According to Steve Donzé, senior macro strategist at Pictet Asset Management, overall liquidity through central banks and private financial institutions in the United States, China, the eurozone, Japan, and the United Kingdom hit 28.8% of GDP in 2020.
He claims that China is the most powerful pull, saying that liquidity losses have been cut in half since the peak last year.
Last month, the Bank of Canada began reducing monetary easing and hinted that interest rates would increase this year or next, while the Bank of England reduced money printing this month. At the end of the year, the Federal Reserve will begin to eliminate stimulus.

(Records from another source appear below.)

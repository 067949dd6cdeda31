//! Tracing/logging initialization.
//!
//! Filter comes from `RUST_LOG` (default `info`); output is JSON unless
//! `MINITEACHER_LOG_FORMAT=pretty`.

use tracing_subscriber::EnvFilter;

#[derive(Debug, Copy, Clone, PartialEq, Eq, Default)]
pub enum LogFormat {
    #[default]
    Json,
    Pretty,
}

impl LogFormat {
    pub fn from_env() -> Self {
        Self::parse(std::env::var("MINITEACHER_LOG_FORMAT").ok().as_deref())
    }

    pub fn parse(value: Option<&str>) -> Self {
        match value.map(str::trim) {
            Some(v) if v.eq_ignore_ascii_case("pretty") => LogFormat::Pretty,
            _ => LogFormat::Json,
        }
    }
}

/// Install the global subscriber.
///
/// Safe to call multiple times (subsequent calls are no-ops).
pub fn init(format: LogFormat) {
    let filter = EnvFilter::try_from_default_env().unwrap_or_else(|_| EnvFilter::new("info"));

    let builder = tracing_subscriber::fmt()
        .with_env_filter(filter)
        .with_target(false);

    let _ = match format {
        LogFormat::Json => builder
            .json()
            .with_timer(tracing_subscriber::fmt::time::SystemTime)
            .try_init(),
        LogFormat::Pretty => builder.pretty().try_init(),
    };
}
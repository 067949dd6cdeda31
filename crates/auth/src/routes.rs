use serde::{Deserialize, Serialize};

use crate::Role;

/// Named client-side routes the guard can redirect to or protect.
#[derive(Debug, Copy, Clone, PartialEq, Eq, Hash, Serialize, Deserialize)]
#[serde(rename_all = "snake_case")]
pub enum Route {
    Login,
    ForgotPassword,
    ResetPassword,
    Dashboard,
    Chatbots,
    Challenges,
    Settings,
    Admin,
}

/// How a route is gated.
#[derive(Debug, Copy, Clone, PartialEq, Eq)]
pub enum RoutePolicy {
    /// Reachable in any state.
    Public,
    /// Only meaningful while signed out (the sign-in page).
    GuestOnly,
    /// Requires a session and, optionally, a minimum privilege.
    Protected { required_max_role: Option<Role> },
}

impl Route {
    pub const ALL: [Route; 8] = [
        Route::Login,
        Route::ForgotPassword,
        Route::ResetPassword,
        Route::Dashboard,
        Route::Chatbots,
        Route::Challenges,
        Route::Settings,
        Route::Admin,
    ];

    pub fn path(self) -> &'static str {
        match self {
            Route::Login => "/login",
            Route::ForgotPassword => "/forgot-password",
            Route::ResetPassword => "/reset-password",
            Route::Dashboard => "/dashboard",
            Route::Chatbots => "/chatbots",
            Route::Challenges => "/challenges",
            Route::Settings => "/settings",
            Route::Admin => "/admin",
        }
    }

    /// Resolve a location path, including nested paths like `/challenges/12`.
    pub fn from_path(path: &str) -> Option<Route> {
        Route::ALL.into_iter().find(|route| route.matches(path))
    }

    /// Whether `path` is this route or nested below it, by whole segments.
    /// Query string and fragment are ignored.
    pub fn matches(self, path: &str) -> bool {
        let path = path.split(['?', '#']).next().unwrap_or(path);
        path.strip_prefix(self.path())
            .is_some_and(|rest| rest.is_empty() || rest.starts_with('/'))
    }

    pub fn policy(self) -> RoutePolicy {
        match self {
            Route::Login => RoutePolicy::GuestOnly,
            Route::ForgotPassword | Route::ResetPassword => RoutePolicy::Public,
            Route::Admin => RoutePolicy::Protected {
                required_max_role: Some(Role::Instructor),
            },
            Route::Dashboard | Route::Chatbots | Route::Challenges | Route::Settings => {
                RoutePolicy::Protected {
                    required_max_role: None,
                }
            }
        }
    }
}

impl core::fmt::Display for Route {
    fn fmt(&self, f: &mut core::fmt::Formatter<'_>) -> core::fmt::Result {
        f.write_str(self.path())
    }
}

#[cfg(test)]
mod tests {
    use super::*;

    #[test]
    fn resolves_exact_and_nested_paths() {
        assert_eq!(Route::from_path("/login"), Some(Route::Login));
        assert_eq!(Route::from_path("/challenges/12"), Some(Route::Challenges));
        assert_eq!(Route::from_path("/reset-password#type=recovery"), Some(Route::ResetPassword));
        assert_eq!(Route::from_path("/dashboard?tab=1"), Some(Route::Dashboard));
    }

    #[test]
    fn does_not_match_on_partial_segment() {
        assert_eq!(Route::from_path("/administration"), None);
        assert_eq!(Route::from_path("/"), None);
    }

    #[test]
    fn every_route_round_trips_through_its_path() {
        for route in Route::ALL {
            assert_eq!(Route::from_path(route.path()), Some(route));
        }
    }

    #[test]
    fn admin_requires_instructor() {
        assert_eq!(
            Route::Admin.policy(),
            RoutePolicy::Protected {
                required_max_role: Some(Role::Instructor)
            }
        );
        assert_eq!(Route::Login.policy(), RoutePolicy::GuestOnly);
    }
}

In other words, the expansion of liquidity – the term for all of the money spent by central banks, private lenders, and governments – has reached a nadir and is beginning to grow.
The global supply of money has fallen to 24% from a peak of 26% last year, but it is still well above the 10% level seen before the pandemic.
Government spending was another major sticking point, but when the lock-downs end, so do disaster relief services for workers and companies.
Any central bank strengthening could be countered by US President Joe Biden’s stimulus plans, which if approved, could amount to more than 15% of GDP. According to JPMorgan strategist Nikolaos Panigirtzoglou, all commonly used metrics of “excess liquidity” are improving in 2020, despite the fact that the situation is still extremely loose. The housing market could be on fire due to excess cash flow, according to Cross-Border Capital’s statistical review of data from the Bank of International Settlements; property costs are rising at a six-month annualized rate of more than 10%.